use crate::api::ErrorResponse;
use crate::auth::AuthUser;
use crate::db::DbPool;
use crate::get_conn;
use crate::models::NewConnection;
use crate::schema::connections;
use axum::{extract::State, http::StatusCode, response::IntoResponse, Json};
use diesel::prelude::*;
use serde::{Deserialize, Serialize};
use std::sync::Arc;
use utoipa::ToSchema;
use uuid::Uuid;

#[derive(Debug, Clone, Default, Deserialize, ToSchema)]
#[serde(default)]
pub struct CreateConnectionRequest {
    pub name: String,
    pub relationship: String,
    pub notes: Option<String>,
}

#[derive(Debug, Clone, Serialize, ToSchema)]
pub struct CreateConnectionResponse {
    pub id: Uuid,
}

/// Save a connection
///
/// A connection is a recipient the user messages often; clients use it to
/// pre-fill the recipient fields of a new draft.
#[utoipa::path(
    post,
    path = "/api/connections",
    tag = "connections",
    request_body = CreateConnectionRequest,
    responses(
        (status = 201, description = "Connection created", body = CreateConnectionResponse),
        (status = 400, description = "Missing name or relationship", body = ErrorResponse),
        (status = 401, description = "Unauthorized", body = ErrorResponse)
    ),
    security(("bearer_auth" = []))
)]
pub async fn create_connection(
    AuthUser(user): AuthUser,
    State(pool): State<Arc<DbPool>>,
    Json(req): Json<CreateConnectionRequest>,
) -> impl IntoResponse {
    let name = req.name.trim();
    if name.is_empty() {
        return (
            StatusCode::BAD_REQUEST,
            Json(ErrorResponse {
                error: "name is required".to_string(),
            }),
        )
            .into_response();
    }
    let relationship = req.relationship.trim();
    if relationship.is_empty() {
        return (
            StatusCode::BAD_REQUEST,
            Json(ErrorResponse {
                error: "relationship is required".to_string(),
            }),
        )
            .into_response();
    }

    let mut conn = get_conn!(pool);

    let notes = req
        .notes
        .as_deref()
        .map(str::trim)
        .filter(|s| !s.is_empty());
    let new_connection = NewConnection {
        user_id: user.id,
        name,
        relationship,
        notes,
    };

    match diesel::insert_into(connections::table)
        .values(&new_connection)
        .returning(connections::id)
        .get_result::<Uuid>(&mut conn)
    {
        Ok(id) => (StatusCode::CREATED, Json(CreateConnectionResponse { id })).into_response(),
        Err(e) => {
            tracing::error!("Failed to create connection: {}", e);
            (
                StatusCode::INTERNAL_SERVER_ERROR,
                Json(ErrorResponse {
                    error: "Failed to create connection".to_string(),
                }),
            )
                .into_response()
        }
    }
}
pub mod create;
pub mod delete;
pub mod list;

use crate::AppState;
use axum::routing::get;
use axum::Router;
use utoipa::OpenApi;

/// Returns the router for /api/connections endpoints (mounted at /api/connections)
pub fn router() -> Router<AppState> {
    Router::new()
        .route(
            "/",
            get(list::list_connections).post(create::create_connection),
        )
        .route("/{id}", axum::routing::delete(delete::delete_connection))
}

#[derive(OpenApi)]
#[openapi(
    paths(
        list::list_connections,
        create::create_connection,
        delete::delete_connection,
    ),
    components(schemas(
        list::ConnectionListResponse,
        list::ConnectionItem,
        create::CreateConnectionRequest,
        create::CreateConnectionResponse,
    ))
)]
pub struct ApiDoc;
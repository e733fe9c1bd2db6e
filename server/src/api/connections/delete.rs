use crate::api::ErrorResponse;
use crate::auth::AuthUser;
use crate::db::DbPool;
use crate::get_conn;
use crate::schema::connections;
use axum::{
    extract::{Path, State},
    http::StatusCode,
    response::IntoResponse,
    Json,
};
use chrono::Utc;
use diesel::prelude::*;
use std::sync::Arc;
use uuid::Uuid;

#[utoipa::path(
    delete,
    path = "/api/connections/{id}",
    tag = "connections",
    params(
        ("id" = Uuid, Path, description = "Connection ID")
    ),
    responses(
        (status = 204, description = "Connection deleted"),
        (status = 404, description = "Connection not found", body = ErrorResponse),
        (status = 401, description = "Unauthorized", body = ErrorResponse)
    ),
    security(("bearer_auth" = []))
)]
pub async fn delete_connection(
    AuthUser(user): AuthUser,
    State(pool): State<Arc<DbPool>>,
    Path(id): Path<Uuid>,
) -> impl IntoResponse {
    let mut conn = get_conn!(pool);

    // Soft delete - set deleted_at timestamp
    let updated = match diesel::update(
        connections::table
            .filter(connections::id.eq(id))
            .filter(connections::user_id.eq(user.id))
            .filter(connections::deleted_at.is_null()),
    )
    .set(connections::deleted_at.eq(Some(Utc::now())))
    .execute(&mut conn)
    {
        Ok(count) => count,
        Err(e) => {
            tracing::error!("Failed to delete connection: {}", e);
            return (
                StatusCode::INTERNAL_SERVER_ERROR,
                Json(ErrorResponse {
                    error: "Failed to delete connection".to_string(),
                }),
            )
                .into_response();
        }
    };

    if updated == 0 {
        return (
            StatusCode::NOT_FOUND,
            Json(ErrorResponse {
                error: "Connection not found".to_string(),
            }),
        )
            .into_response();
    }

    StatusCode::NO_CONTENT.into_response()
}
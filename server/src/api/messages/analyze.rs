use crate::api::messages::ai_error_response;
use crate::api::messages::generate::GenerateMessageResponse;
use crate::api::ErrorResponse;
use crate::auth::AuthUser;
use crate::db::DbPool;
use crate::get_conn;
use crate::quota;
use axum::{extract::State, http::StatusCode, response::IntoResponse, Json};
use heartglow_core::ai::analyze_message;
use heartglow_core::OpenAiClient;
use serde::Deserialize;
use std::sync::Arc;
use utoipa::ToSchema;

#[derive(Debug, Clone, Default, Deserialize, ToSchema)]
#[serde(default)]
pub struct AnalyzeMessageRequest {
    pub message: String,
    pub relationship: Option<String>,
}

/// Analyze a drafted message
///
/// Reviews a message the user already wrote and returns an overall
/// assessment plus insight bullets. Counts against the same daily quota as
/// generation.
#[utoipa::path(
    post,
    path = "/api/messages/analyze",
    tag = "messages",
    request_body = AnalyzeMessageRequest,
    responses(
        (status = 200, description = "Assessment with insights", body = GenerateMessageResponse),
        (status = 400, description = "Missing message text", body = ErrorResponse),
        (status = 401, description = "Unauthorized", body = ErrorResponse),
        (status = 429, description = "Daily generation limit reached", body = ErrorResponse),
        (status = 500, description = "Configuration or internal failure", body = ErrorResponse),
        (status = 502, description = "AI provider rejected the request", body = ErrorResponse),
        (status = 503, description = "AI provider unreachable", body = ErrorResponse)
    ),
    security(("bearer_auth" = []))
)]
pub async fn analyze(
    AuthUser(user): AuthUser,
    State(pool): State<Arc<DbPool>>,
    Json(req): Json<AnalyzeMessageRequest>,
) -> impl IntoResponse {
    let message = req.message.trim();
    if message.is_empty() {
        return (
            StatusCode::BAD_REQUEST,
            Json(ErrorResponse {
                error: "message is required".to_string(),
            }),
        )
            .into_response();
    }
    let relationship = req
        .relationship
        .as_deref()
        .map(str::trim)
        .filter(|s| !s.is_empty());

    let mut conn = get_conn!(pool);

    let today = chrono::Utc::now().date_naive();
    let count = match quota::check_and_increment(&mut conn, user.id, today) {
        Ok(count) => count,
        Err(e) => {
            tracing::error!("Failed to update usage counter: {}", e);
            return (
                StatusCode::INTERNAL_SERVER_ERROR,
                Json(ErrorResponse {
                    error: "Failed to update usage counter".to_string(),
                }),
            )
                .into_response();
        }
    };
    if !quota::within_limit(count, quota::daily_limit()) {
        return (
            StatusCode::TOO_MANY_REQUESTS,
            Json(ErrorResponse {
                error: "Daily generation limit reached".to_string(),
            }),
        )
            .into_response();
    }

    let client = match OpenAiClient::from_env() {
        Ok(c) => c,
        Err(e) => {
            tracing::warn!("AI client unavailable: {}", e);
            return (
                StatusCode::INTERNAL_SERVER_ERROR,
                Json(ErrorResponse {
                    error: "AI client is not configured".to_string(),
                }),
            )
                .into_response();
        }
    };

    match analyze_message(&client, message, relationship).await {
        Ok(result) => (
            StatusCode::OK,
            Json(GenerateMessageResponse {
                message: result.message,
                insights: result.insights,
            }),
        )
            .into_response(),
        Err(e) => {
            tracing::warn!("AI call failed: {}", e);
            ai_error_response(&e).into_response()
        }
    }
}
pub mod login;
pub mod signup;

• Problem requirements
The required output is the exact run of lines from the beginning of the records to the line with "(status = 201, description", that line included.

• Answer area
use crate::api::ErrorResponse;
use crate::auth::AuthUser;
use crate::db::DbPool;
use crate::get_conn;
use crate::models::NewConnection;
use crate::schema::connections;
use axum::{extract::State, http::StatusCode, response::IntoResponse, Json};
use diesel::prelude::*;
use serde::{Deserialize, Serialize};
use std::sync::Arc;
use utoipa::ToSchema;
use uuid::Uuid;

#[derive(Debug, Clone, Default, Deserialize, ToSchema)]
#[serde(default)]
pub struct CreateConnectionRequest {
    pub name: String,
    pub relationship: String,
    pub notes: Option<String>,
}

#[derive(Debug, Clone, Serialize, ToSchema)]
pub struct CreateConnectionResponse {
    pub id: Uuid,
}

/// Save a connection
///
/// A connection is a recipient the user messages often; clients use it to
/// pre-fill the recipient fields of a new draft.
#[utoipa::path(
    post,
    path = "/api/connections",
    tag = "connections",
    request_body = CreateConnectionRequest,
    responses(
        (status = 201, description = "Connection created", body = CreateConnectionResponse),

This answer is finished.